The bag man: Lunch with Herschel co-founder Lyndon Cormack

Lyndon Cormack, co-founder of retailing phenomenon Herschel Supply Company, on working with family and keeping ahead of the fads

Credit: Tanya Goehring

Lyndon Cormack, co-founder of retailing phenomenon Herschel Supply Company, on working with family and keeping ahead of the fads

I’m feasting on Lyndon Cormack’s brio this lunchtime. The fast-talking managing director of Herschel Supply Co. is buzzing from a weekend of wakesurfing at home in Deep Cove—we’re meeting in September—and is about to head to a trade show in China. The active schedule is part of the DNA for the Vancouver-based global bag-and-travel-accessories brand, which has grown from 25 employees three years ago to 150 today and now sells in 85 countries.
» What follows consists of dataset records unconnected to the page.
use std::collections::{HashMap, HashSet};

use snafu::{OptionExt, ensure};
use tracing::{debug, trace, warn};

use super::{Apply, ApplyId, Change, Client, Feature, NodeArena, Toposort, VarId, Variable};
use crate::error::{
    CorruptedSnafu, CycleSnafu, DuplicateInputSnafu, FeatureAlreadyAttachedSnafu, InputHasOwnerSnafu,
    InvalidClientSnafu, MissingInputSnafu, NotInGraphSnafu, Result, TypeMismatchSnafu,
};
use crate::provenance::{ProvenanceEvent, ProvenanceLog};

/// A mutable, observable computation graph.
///
/// The graph owns a [`NodeArena`] and tracks which of its nodes are *members*: everything
/// reachable from the declared outputs back to the declared inputs and constants. Every
/// mutation (import, replace, input change) is transactional: features are notified of each
/// primitive [`Change`], then asked to validate the result, and any error rolls the graph and
/// the features back to their state before the call.
#[derive(derive_more::Debug)]
pub struct FunctionGraph {
    arena: NodeArena,
    inputs: Vec<VarId>,
    outputs: Vec<VarId>,
    /// Member nodes and their import sequence numbers.
    nodes: HashMap<ApplyId, u64>,
    variables: HashSet<VarId>,
    clients: HashMap<VarId, Vec<Client>>,
    next_seq: u64,
    #[debug(skip)]
    features: Vec<Box<dyn Feature>>,
    journal: Option<Vec<Change>>,
    /// Client lists as they were before the open transaction first touched them.
    saved_clients: HashMap<VarId, Option<Vec<Client>>>,
    pending: Vec<(VarId, ProvenanceEvent)>,
    provenance: ProvenanceLog,
}
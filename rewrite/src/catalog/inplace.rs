//! Rewrites that turn out-of-place nodes into in-place ones.
//!
//! Legality is the [`DestroyHandler`]'s business: a candidate is only proposed when the handler
//! sees no conflict, and the graph's validation rolls back anything that slips through.

use graft_ir::ops::{Elementwise, IncSubtensor, as_elementwise};
use graft_ir::{ApplyId, DestroyHandler, FunctionGraph, IntoOpRef, VarId};
use tracing::{debug, trace};

use crate::rewriter::{GraphRewriter, NodeRewriter, RewriteContext};

fn ensure_destroy_handler(fgraph: &mut FunctionGraph) -> graft_ir::Result<bool> {
    if fgraph.has_feature::<DestroyHandler>() {
        return Ok(false);
    }
    debug!("attaching destroy handler");
    fgraph.attach_feature(DestroyHandler::new())?;
    Ok(true)
}

/// Attaches a [`DestroyHandler`] so the in-place passes after it can check legality. Never
/// reports a change.
#[derive(Debug, Clone, Copy, Default)]
pub struct AddDestroyHandler;

impl GraphRewriter for AddDestroyHandler {
    fn name(&self) -> &'static str {
        "add_destroy_handler"
    }

    fn apply(&self, fgraph: &mut FunctionGraph) -> graft_ir::Result<bool> {
        ensure_destroy_handler(fgraph)?;
        Ok(false)
    }
}

/// `inc_subtensor(x, y)` to the variant that writes into `x`.
#[derive(Debug, Clone, Copy, Default)]
pub struct InplaceIncSubtensor;

impl NodeRewriter for InplaceIncSubtensor {
    fn name(&self) -> &'static str {
        "inplace_inc_subtensor"
    }

    fn tracks(&self) -> Option<&'static [&'static str]> {
        Some(&["inc_subtensor"])
    }

    fn transform(&self, ctx: &mut RewriteContext<'_>, node: ApplyId) -> graft_ir::Result<Option<Vec<VarId>>> {
        let fgraph = ctx.fgraph();
        let apply = fgraph.node(node);
        let Some(inc) = apply.op_as::<IncSubtensor>().filter(|inc| !inc.is_inplace()) else {
            return Ok(None);
        };
        let Some(handler) = fgraph.feature::<DestroyHandler>() else {
            return Ok(None);
        };
        if !handler.can_destroy(fgraph, node, 0) {
            trace!(%node, "inc_subtensor base cannot be destroyed");
            return Ok(None);
        }
        let (op, inputs) = (inc.with_inplace(true).into_op(), apply.inputs().to_vec());
        Ok(Some(vec![ctx.apply1(op, &inputs)?]))
    }
}

/// Make each out-of-place elementwise node overwrite one of its inputs.
///
/// Candidates are the inputs with exactly the output's type that are not constants, tried in
/// input order. When the graph rejects one, the next is tried.
#[derive(Debug, Clone, Copy, Default)]
pub struct InplaceElemwise;

fn candidates(fgraph: &FunctionGraph, node: ApplyId) -> Vec<usize> {
    let apply = fgraph.node(node);
    let out = fgraph.var(apply.outputs()[0]).ty();
    apply
        .inputs()
        .iter()
        .enumerate()
        .filter(|&(_, &var)| fgraph.var(var).ty() == out && !fgraph.var(var).is_constant())
        .map(|(position, _)| position)
        .collect()
}

impl GraphRewriter for InplaceElemwise {
    fn name(&self) -> &'static str {
        "inplace_elemwise"
    }

    fn add_requirements(&self, fgraph: &mut FunctionGraph) -> graft_ir::Result<()> {
        ensure_destroy_handler(fgraph).map(|_| ())
    }

    fn apply(&self, fgraph: &mut FunctionGraph) -> graft_ir::Result<bool> {
        let mut changed = false;
        for node in fgraph.toposort()? {
            if !fgraph.contains_node(node) {
                continue;
            }
            let Some(elementwise) = as_elementwise(fgraph.node(node).op().as_ref()) else {
                continue;
            };
            if elementwise.inplace().is_some() {
                continue;
            }
            let variants: Vec<_> = candidates(fgraph, node)
                .into_iter()
                .map(|position| (position, elementwise.with_inplace(Some(position))))
                .collect();

            for (position, op) in variants {
                let legal = fgraph.feature::<DestroyHandler>().is_some_and(|h| h.can_destroy(fgraph, node, position));
                if !legal {
                    continue;
                }
                let inputs = fgraph.node(node).inputs().to_vec();
                let out = fgraph.node(node).outputs()[0];
                let replacement = fgraph.nodes_mut().apply1(op, &inputs)?;
                match fgraph.replace(out, replacement, "inplace_elemwise") {
                    Ok(()) => {
                        trace!(%node, position, "elementwise node now runs in place");
                        changed = true;
                        break;
                    }
                    Err(error) if error.is_fatal() => return Err(error),
                    Err(error) => trace!(%node, position, %error, "in-place candidate rejected"),
                }
            }
        }
        Ok(changed)
    }
}
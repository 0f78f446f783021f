//! In-place legality.
//!
//! The [`DestroyHandler`] feature tracks which variables share storage (through op view maps)
//! and which nodes overwrite their inputs (destroy maps). A destroyed buffer must not be read
//! by anything that can run after the destroyer, so the handler contributes
//! `reader -> destroyer` orderings to the toposort and rejects any mutation that leaves those
//! orderings unsatisfiable.

use std::any::Any;
use std::collections::{BTreeMap, BTreeSet, HashMap};

use smallvec::SmallVec;
use snafu::ensure;
use tracing::trace;

use crate::alias;
use crate::error::{
    AliasingCycleSnafu, DestroyedConstantSnafu, DestroyedProtectedSnafu, MultipleDestroyersSnafu,
    MultipleViewInputsSnafu, ReadAfterDestroySnafu, Result, SelfAliasedDestroySnafu,
};
use crate::graph::{ApplyId, Change, Client, Feature, FunctionGraph, VarId};
use crate::op::destroyed_inputs;
use crate::supervisor::Supervisor;

/// Cached aliasing relations of one node.
#[derive(Debug, Clone, Default)]
struct NodeAliasing {
    /// `(output, viewed input)`.
    views: SmallVec<[(VarId, VarId); 1]>,
    /// `(input position, destroyed input)`.
    destroyed: SmallVec<[(usize, VarId); 1]>,
}

#[derive(Debug, Default)]
pub struct DestroyHandler {
    /// View output -> the input it views.
    view_i: HashMap<VarId, VarId>,
    /// Input -> outputs viewing it.
    view_o: HashMap<VarId, BTreeSet<VarId>>,
    destroyers: BTreeSet<ApplyId>,
    cache: HashMap<ApplyId, NodeAliasing>,
}

impl DestroyHandler {
    pub fn new() -> Self {
        Self::default()
    }

    /// The non-view variable whose storage `var` shares.
    pub fn root(&self, var: VarId) -> VarId {
        let mut current = var;
        while let Some(&viewed) = self.view_i.get(&current) {
            current = viewed;
        }
        current
    }

    /// `root` and every variable transitively viewing it.
    pub fn view_tree(&self, root: VarId) -> BTreeSet<VarId> {
        let mut tree = BTreeSet::from([root]);
        let mut stack = vec![root];
        while let Some(var) = stack.pop() {
            for &view in self.view_o.get(&var).into_iter().flatten() {
                if tree.insert(view) {
                    stack.push(view);
                }
            }
        }
        tree
    }

    pub fn destroyers(&self) -> impl Iterator<Item = ApplyId> + '_ {
        self.destroyers.iter().copied()
    }

    /// The node overwriting the storage `var` lives in, if any.
    pub fn destroyer_of(&self, var: VarId) -> Option<ApplyId> {
        let root = self.root(var);
        self.destroyed_roots().get(&root).and_then(|ds| ds.first()).map(|(node, _)| *node)
    }

    /// Destroyed buffers by root, with each destroyer and the input position it destroys.
    fn destroyed_roots(&self) -> BTreeMap<VarId, Vec<(ApplyId, usize)>> {
        let mut roots: BTreeMap<VarId, Vec<(ApplyId, usize)>> = BTreeMap::new();
        for node in &self.destroyers {
            for &(position, var) in self.cache.get(node).map(|c| c.destroyed.as_slice()).unwrap_or_default() {
                roots.entry(self.root(var)).or_default().push((*node, position));
            }
        }
        roots
    }

    /// Whether `node`, which declares input `position` in its destroy map, may destroy it.
    pub fn may_destroy(&self, fgraph: &FunctionGraph, node: ApplyId, position: usize) -> bool {
        fgraph.contains_node(node)
            && destroyed_inputs(fgraph.node(node).op().as_ref()).contains(&position)
            && self.check_destroy(fgraph, node, position).is_ok()
    }

    /// Whether `node` could be turned into an in-place node destroying input `position`
    /// without any aliasing conflict.
    pub fn can_destroy(&self, fgraph: &FunctionGraph, node: ApplyId, position: usize) -> bool {
        fgraph.contains_node(node)
            && position < fgraph.node(node).inputs().len()
            && self.check_destroy(fgraph, node, position).is_ok()
    }

    /// Whether `a` and `b` share storage.
    pub fn will_alias(&self, fgraph: &FunctionGraph, a: VarId, b: VarId) -> bool {
        alias::alias_root(fgraph, a) == alias::alias_root(fgraph, b)
    }

    /// Full legality check for `node` destroying input `position`, as if it were the only
    /// destroyer of that buffer.
    pub fn check_destroy(&self, fgraph: &FunctionGraph, node: ApplyId, position: usize) -> Result<()> {
        let var = fgraph.node(node).inputs()[position];
        let root = self.root(var);
        ensure!(!fgraph.var(root).is_constant(), DestroyedConstantSnafu { node, var: root });
        if let Some(other) = self.destroyer_of(var).filter(|d| *d != node) {
            return MultipleDestroyersSnafu { var: root, node, other }.fail();
        }

        let tree = self.view_tree(root);
        if let Some(supervisor) = fgraph.feature::<Supervisor>() {
            if let Some(&protected) = tree.iter().find(|v| supervisor.is_protected(fgraph, **v)) {
                return DestroyedProtectedSnafu { node, var: protected }.fail();
            }
        }
        self.check_readers(fgraph, node, position, &tree)?;

        let mut orderings = self.orderings(fgraph);
        orderings.extend(readers(fgraph, &tree, node).map(|reader| (reader, node)));
        check_schedulable(fgraph, &orderings)
    }

    /// The destroyer must not read the buffer through another input, and no reader of the
    /// buffer may depend on the destroyer.
    fn check_readers(
        &self,
        fgraph: &FunctionGraph,
        destroyer: ApplyId,
        position: usize,
        tree: &BTreeSet<VarId>,
    ) -> Result<()> {
        let inputs = fgraph.node(destroyer).inputs();
        for (i, input) in inputs.iter().enumerate() {
            ensure!(
                i == position || !tree.contains(input),
                SelfAliasedDestroySnafu { node: destroyer, var: inputs[position], position: i }
            );
        }
        for &var in tree {
            for reader in fgraph.consumers(var).filter(|reader| *reader != destroyer) {
                ensure!(!fgraph.is_ancestor(destroyer, reader), ReadAfterDestroySnafu { node: destroyer, reader, var });
            }
        }
        Ok(())
    }

    fn learn(&mut self, fgraph: &FunctionGraph, node: ApplyId) -> Result<()> {
        let apply = fgraph.node(node);
        let mut entry = NodeAliasing::default();
        let mut result = Ok(());
        for (output, inputs) in apply.op().view_map() {
            if inputs.len() > 1 && result.is_ok() {
                result = MultipleViewInputsSnafu { node, output }.fail();
            }
            let viewed = inputs.first().and_then(|i| apply.inputs().get(*i));
            if let (Some(&out), Some(&viewed)) = (apply.outputs().get(output), viewed) {
                entry.views.push((out, viewed));
            }
        }
        for position in destroyed_inputs(apply.op().as_ref()) {
            if let Some(&var) = apply.inputs().get(position) {
                entry.destroyed.push((position, var));
            }
        }

        for &(out, viewed) in &entry.views {
            self.view_i.insert(out, viewed);
            self.view_o.entry(viewed).or_default().insert(out);
        }
        if !entry.destroyed.is_empty() {
            trace!(%node, destroyed = ?entry.destroyed, "destroyer registered");
            self.destroyers.insert(node);
        }
        if !entry.views.is_empty() || !entry.destroyed.is_empty() {
            self.cache.insert(node, entry);
        }
        result
    }

    fn forget(&mut self, node: ApplyId) {
        if let Some(entry) = self.cache.remove(&node) {
            for (out, viewed) in entry.views {
                self.view_i.remove(&out);
                if let Some(views) = self.view_o.get_mut(&viewed) {
                    views.remove(&out);
                    if views.is_empty() {
                        self.view_o.remove(&viewed);
                    }
                }
            }
        }
        self.destroyers.remove(&node);
    }
}

/// Member nodes other than `except` reading any variable of `tree`.
fn readers<'a>(
    fgraph: &'a FunctionGraph,
    tree: &'a BTreeSet<VarId>,
    except: ApplyId,
) -> impl Iterator<Item = ApplyId> + 'a {
    tree.iter().flat_map(move |&var| fgraph.consumers(var)).filter(move |reader| *reader != except)
}

fn check_schedulable(fgraph: &FunctionGraph, orderings: &[(ApplyId, ApplyId)]) -> Result<()> {
    let mut order = fgraph.toposort_iter_with(orderings);
    order.by_ref().for_each(drop);
    match order.blocked() {
        Some(node) => AliasingCycleSnafu { node }.fail(),
        None => Ok(()),
    }
}

impl Feature for DestroyHandler {
    fn name(&self) -> &'static str {
        "destroy_handler"
    }

    fn on_attach(&mut self, fgraph: &FunctionGraph) -> Result<()> {
        for node in fgraph.nodes() {
            self.learn(fgraph, node)?;
        }
        Ok(())
    }

    fn on_detach(&mut self, _fgraph: &FunctionGraph) {
        *self = Self::default();
    }

    fn after(&mut self, fgraph: &FunctionGraph, change: &Change, _reason: &str) -> Result<()> {
        match *change {
            Change::Import { node, .. } => self.learn(fgraph, node),
            Change::Prune { node, .. } => {
                self.forget(node);
                Ok(())
            }
            Change::ChangeInput { client: Client::Node { node, .. }, .. } if self.cache.contains_key(&node) => {
                self.forget(node);
                self.learn(fgraph, node)
            }
            _ => Ok(()),
        }
    }

    fn validate(&self, fgraph: &FunctionGraph) -> Result<()> {
        for (root, destroyers) in self.destroyed_roots() {
            let (node, position) = destroyers[0];
            if let Some(&(other, _)) = destroyers.get(1) {
                return MultipleDestroyersSnafu { var: root, node: other, other: node }.fail();
            }
            ensure!(!fgraph.var(root).is_constant(), DestroyedConstantSnafu { node, var: root });
            self.check_readers(fgraph, node, position, &self.view_tree(root))?;
        }
        check_schedulable(fgraph, &self.orderings(fgraph))
    }

    fn orderings(&self, fgraph: &FunctionGraph) -> Vec<(ApplyId, ApplyId)> {
        let mut orderings = Vec::new();
        for (root, destroyers) in self.destroyed_roots() {
            let tree = self.view_tree(root);
            for &(destroyer, _) in &destroyers {
                orderings.extend(readers(fgraph, &tree, destroyer).map(|reader| (reader, destroyer)));
            }
        }
        orderings.sort_unstable();
        orderings.dedup();
        orderings
    }

    fn as_any(&self) -> &dyn Any {
        self
    }

    fn as_any_mut(&mut self) -> &mut dyn Any {
        self
    }
}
Grabbing bites of bacon pizza at Belgard Kitchen near Herschel’s new 11,000-square-foot Railtown HQ, Cormack excitedly pinballs around Herschel’s success, which will soon see the brand break into the Chinese market through a “wholly owned foreign enterprise” (an investment program that doesn’t require a Mainland Chinese investor). While the private company founded by Lyndon and brother Jamie in 2009 has seen explosive growth, so too has its investment arm, Herschel Capital Co.—recently snapping up a majority stake in Totokaelo, a New York luxury retailer, and buying 8100 Melrose Avenue, a prized shopping complex in Los Angeles, in partnership with Aritzia CEO Brian Hill. “We’re building with momentum,” says Cormack. “There’s so much opportunity ahead of us, it feels like we’re just getting started.”

Herschel—named for the rural Saskatchewan town the family originally emigrated to from Scotland—is known for marrying heritage with modern details, such as pockets for iPads. In the early part of this century, Lyndon and Jamie spotted a gap in the market for these types of high-tech nostalgic goods while working for other retailers—Lyndon as a sales rep for Vans and Jamie at K2 Sports. Since forming Herschel, the brothers have prided themselves on constantly being “out in the field” predicting market demands to avoid becoming a passing fad. “We know it obviously doesn’t go up forever,” says Cormack, “but with a lot of preparation we still plan on having smiles on our faces when things mellow out a little bit.”

Running a business with older brothers means playing to each other’s strengths: Lyndon handles sales and marketing, Jamie steers the design end of things, while their eldest brother, Jason, works on the back end of the business in Calgary (where the Cormacks grew up). While they don’t agree on everything, having familial similarities creates a “middle zone for collaboration where we can truly work together without candy- or sugar-coating things,” says Cormack. “I’d rather a brother piss me off than a staff member. It’s just easier to figure it out. We’re conscious that family comes first, business second.”

Cormack’s own family includes the divorcee’s daughters, aged nine and 10, with whom he loves to also snowboard and surf—a sport picked up while working at a bike store in Melbourne for a couple of years after graduating high school in the early ’90s. “I went for a gap year,” says Cormack, now 40, who also managed a bike and snowboard store in Canmore, Alberta, and worked for Bell Sports in Kelowna in his youth. “And I feel I’m still on it.”

With Herschel’s rapid global expansion, Cormack increasingly finds himself in the air—clocking more than 100,000 kilometres last year alone. While the time away from family isn’t ideal, he seems to relish the pace, saying simply, “Chaos is great.” Besides, he knows there’s no time to wallow in the cutthroat world of retail. “The best part of our job is that it’s always changing and you’re forced to innovate—we don’t think about it; we just go and do it.” 

 

Three things about… Lyndon Cormack

1. Cormack is an interior design hound, installing around 175 lights created by Omer Arbel in his home. He recently made a pilgrimage to see the B.C.-based Bocci creative director’s studio in Berlin, too.

2. Having worked for a shoe company, Cormack admits to having some 500 pairs. He’s partial to Nike Air Force 1s–although he loves too many of his collection to choose a favourite.
 
3. Beyond retail, Cormack had career aspirations to become a photographer. Being “good at math,” he feels he innately knows the precise composition of creating good images even though he has no formal training.